Home Minister Amit Shah speaks within the Lok Sabha amid protest by Opposition members on August 20, 2025. Photo: Sansad TV by way of PTI

The Congress has reached out to constituents of the Indian National Developmental, Inclusive Alliance (INDIA) bloc to take a remaining name on whether or not or to not be a part of the joint committee that may evaluate the three Bills on the elimination of the Prime Minister, Chief Ministers, and Ministers arrested on critical legal expenses for 30 days.

Sources on Sunday (October 12, 2025) informed The Hindu that the federal government had reached out to the principal Opposition occasion to call its members to the joint committee of Parliament.

The Lok Sabha had handed a decision to refer the Bills to the joint committee quickly after Union Home Minister Amit Shah had launched the Bills within the Lower House on August 20, 2025.

The three Bills, launched by the Home Minister, are the Constitution (One Hundred and Thirtieth Amendment) Bill, 2025; the Jammu and Kashmir Reorganisation (Amendment) Bill, 2025; and the Government of Union Territories (Amendment) Bill, 2025.
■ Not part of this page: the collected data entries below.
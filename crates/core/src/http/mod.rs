use anyhow::Context;
use reqwest::header::HeaderMap;
use reqwest::{Method, StatusCode};
use serde::de::DeserializeOwned;
use std::time::Duration;

pub mod retry;

pub use retry::{RequestError, RequestFailed, ResilientClient, RetryPolicy};

#[derive(Debug, Clone)]
pub struct HttpRequest {
    pub method: Method,
    pub url: String,
    pub headers: HeaderMap,
    pub query: Vec<(String, String)>,
    pub body: Option<serde_json::Value>,
    pub timeout: Duration,
}

impl HttpRequest {
    pub fn get(url: impl Into<String>, timeout: Duration) -> Self {
        Self {
            method: Method::GET,
            url: url.into(),
            headers: HeaderMap::new(),
            query: Vec::new(),
            body: None,
            timeout,
        }
    }

    pub fn post(url: impl Into<String>, body: serde_json::Value, timeout: Duration) -> Self {
        Self {
            method: Method::POST,
            body: Some(body),
            ..Self::get(url, timeout)
        }
    }

    pub fn headers(mut self, headers: HeaderMap) -> Self {
        self.headers = headers;
        self
    }

    pub fn query<K: Into<String>, V: Into<String>>(
        mut self,
        params: impl IntoIterator<Item = (K, V)>,
    ) -> Self {
        self.query
            .extend(params.into_iter().map(|(k, v)| (k.into(), v.into())));
        self
    }
}

#[derive(Debug, Clone)]
pub struct HttpResponse {
    pub status: StatusCode,
    pub body: String,
}

impl HttpResponse {
    pub fn json<T: DeserializeOwned>(&self) -> anyhow::Result<T> {
        serde_json::from_str::<T>(&self.body)
            .with_context(|| format!("response is not the expected JSON shape: {}", self.body))
    }
}

/// Failure below the HTTP layer: nothing usable came back from the peer.
#[derive(Debug, Clone, thiserror::Error)]
pub enum TransportError {
    #[error("request timed out: {0}")]
    Timeout(String),
    #[error("connection failed: {0}")]
    Connect(String),
    #[error("request failed: {0}")]
    Other(String),
}

#[async_trait::async_trait]
pub trait Transport: Send + Sync {
    async fn send(&self, req: &HttpRequest) -> Result<HttpResponse, TransportError>;
}

#[derive(Debug, Clone)]
pub struct ReqwestTransport {
    http: reqwest::Client,
}

impl ReqwestTransport {
    pub fn new() -> anyhow::Result<Self> {
        let http = reqwest::Client::builder()
            .build()
            .context("failed to build reqwest client")?;
        Ok(Self { http })
    }
}

#[async_trait::async_trait]
impl Transport for ReqwestTransport {
    async fn send(&self, req: &HttpRequest) -> Result<HttpResponse, TransportError> {
        let mut builder = self
            .http
            .request(req.method.clone(), req.url.as_str())
            .headers(req.headers.clone())
            .timeout(req.timeout);
        if !req.query.is_empty() {
            builder = builder.query(&req.query);
        }
        if let Some(body) = &req.body {
            builder = builder.json(body);
        }

        let res = builder.send().await.map_err(classify)?;
        let status = res.status();
        let body = res.text().await.map_err(classify)?;
        Ok(HttpResponse { status, body })
    }
}

/// Resets, early closes and body read failures count as connection errors so
/// they are retried. Builder and URL errors stay `Other`.
fn classify(err: reqwest::Error) -> TransportError {
    let detail = describe(&err);
    if err.is_timeout() {
        TransportError::Timeout(detail)
    } else if err.is_builder() {
        TransportError::Other(detail)
    } else if err.is_connect() || err.is_request() || err.is_body() || caused_by_io(&err) {
        TransportError::Connect(detail)
    } else {
        TransportError::Other(detail)
    }
}

fn caused_by_io(err: &(dyn std::error::Error + 'static)) -> bool {
    let mut source = err.source();
    while let Some(e) = source {
        if e.is::<std::io::Error>() {
            return true;
        }
        source = e.source();
    }
    false
}

fn describe(err: &(dyn std::error::Error + 'static)) -> String {
    let mut out = err.to_string();
    let mut source = err.source();
    while let Some(e) = source {
        out.push_str(": ");
        out.push_str(&e.to_string());
        source = e.source();
    }
    out
}

#[cfg(test)]
pub(crate) mod testing {
    use super::*;
    use std::collections::VecDeque;
    use std::sync::{Arc, Mutex};

    pub(crate) type Reply = Result<HttpResponse, TransportError>;

    /// Replays canned replies in order and records every request it sees.
    #[derive(Default)]
    pub(crate) struct ScriptedTransport {
        replies: Mutex<VecDeque<Reply>>,
        seen: Mutex<Vec<(HttpRequest, tokio::time::Instant)>>,
    }

    impl ScriptedTransport {
        pub(crate) fn new(replies: Vec<Reply>) -> Arc<Self> {
            Arc::new(Self {
                replies: Mutex::new(replies.into()),
                seen: Mutex::new(Vec::new()),
            })
        }

        pub(crate) fn requests(&self) -> Vec<HttpRequest> {
            self.seen
                .lock()
                .unwrap()
                .iter()
                .map(|(req, _)| req.clone())
                .collect()
        }

        pub(crate) fn urls(&self) -> Vec<String> {
            self.requests().into_iter().map(|r| r.url).collect()
        }

        pub(crate) fn sent_at(&self) -> Vec<tokio::time::Instant> {
            self.seen.lock().unwrap().iter().map(|(_, at)| *at).collect()
        }
    }

    #[async_trait::async_trait]
    impl Transport for ScriptedTransport {
        async fn send(&self, req: &HttpRequest) -> Result<HttpResponse, TransportError> {
            self.seen
                .lock()
                .unwrap()
                .push((req.clone(), tokio::time::Instant::now()));
            self.replies
                .lock()
                .unwrap()
                .pop_front()
                .unwrap_or_else(|| Err(TransportError::Other("script exhausted".to_string())))
        }
    }

    pub(crate) fn ok(body: serde_json::Value) -> Reply {
        Ok(HttpResponse {
            status: StatusCode::OK,
            body: body.to_string(),
        })
    }

    pub(crate) fn status(code: u16, body: &str) -> Reply {
        Ok(HttpResponse {
            status: StatusCode::from_u16(code).unwrap(),
            body: body.to_string(),
        })
    }

    pub(crate) fn timeout() -> Reply {
        Err(TransportError::Timeout("operation timed out".to_string()))
    }
}

#[cfg(test)]
mod tests {
    use super::*;
    use crate::http::{RequestError, ResilientClient, RetryPolicy};
    use serde_json::json;
    use std::sync::atomic::{AtomicUsize, Ordering};
    use std::sync::Arc;
    use tokio::net::TcpListener;

    /// Accepts every connection and drops it without answering.
    async fn dropping_server() -> (String, Arc<AtomicUsize>) {
        let listener = TcpListener::bind("127.0.0.1:0").await.unwrap();
        let addr = listener.local_addr().unwrap();
        let hits = Arc::new(AtomicUsize::new(0));
        let counter = hits.clone();
        tokio::spawn(async move {
            while let Ok((socket, _)) = listener.accept().await {
                counter.fetch_add(1, Ordering::SeqCst);
                drop(socket);
            }
        });
        (format!("http://{addr}/v1beta/models"), hits)
    }

    fn transport() -> ReqwestTransport {
        ReqwestTransport::new().unwrap()
    }

    #[tokio::test]
    async fn refused_connection_is_connect_error() {
        let listener = std::net::TcpListener::bind("127.0.0.1:0").unwrap();
        let addr = listener.local_addr().unwrap();
        drop(listener);

        let req = HttpRequest::get(format!("http://{addr}/"), Duration::from_secs(2));
        let err = transport().send(&req).await.unwrap_err();
        assert!(matches!(err, TransportError::Connect(_)), "{err:?}");
    }

    #[tokio::test]
    async fn dropped_connection_is_connect_error() {
        let (url, hits) = dropping_server().await;

        let req = HttpRequest::post(url, json!({"ping": true}), Duration::from_secs(2));
        let err = transport().send(&req).await.unwrap_err();
        assert!(matches!(err, TransportError::Connect(_)), "{err:?}");
        assert_eq!(hits.load(Ordering::SeqCst), 1);
    }

    #[tokio::test]
    async fn silent_peer_is_timeout() {
        let listener = TcpListener::bind("127.0.0.1:0").await.unwrap();
        let addr = listener.local_addr().unwrap();
        tokio::spawn(async move {
            let mut held = Vec::new();
            while let Ok((socket, _)) = listener.accept().await {
                held.push(socket);
            }
        });

        let req = HttpRequest::get(format!("http://{addr}/"), Duration::from_millis(200));
        let err = transport().send(&req).await.unwrap_err();
        assert!(matches!(err, TransportError::Timeout(_)), "{err:?}");
    }

    #[tokio::test]
    async fn invalid_url_is_not_retryable() {
        let req = HttpRequest::get("not a url", Duration::from_secs(1));
        let err = transport().send(&req).await.unwrap_err();
        assert!(matches!(err, TransportError::Other(_)), "{err:?}");
    }

    #[tokio::test]
    async fn dropped_connections_are_retried() {
        let (url, hits) = dropping_server().await;
        let client = ResilientClient::new(Arc::new(transport()));

        let err = client
            .post(
                &url,
                HeaderMap::new(),
                json!({}),
                Duration::from_secs(2),
                RetryPolicy::new(2, Duration::from_millis(10)),
            )
            .await
            .unwrap_err();

        assert_eq!(err.attempts, 3);
        assert_eq!(hits.load(Ordering::SeqCst), 3);
        assert!(matches!(
            err.last,
            RequestError::Transport(TransportError::Connect(_))
        ));
    }
}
However, the INDIA bloc is split on the difficulty. While the Trinamool Congress, the Samajwadi Party (SP) and the Shiv Sena (UBT) have declared their intent to avoid such a panel, the Left events and the Nationalist Congress Party (Sharad Chandra Pawar) are eager to hitch.

The DMK too had publicly said that they might go along with the bulk choice inside the bloc.

Those who advocate holding away from such a parliamentary panel argue that six main Opposition events had boycotted the Joint Parliamentary Committee on the Bofors case in 1987.

Those who favour becoming a member of the committee say it will assist document the Opposition’s level by level objections to the Bills.

“We are talking to our allies to take a united place as we don’t need Opposition unity to be divided over this difficulty,” a senior Congress chief mentioned.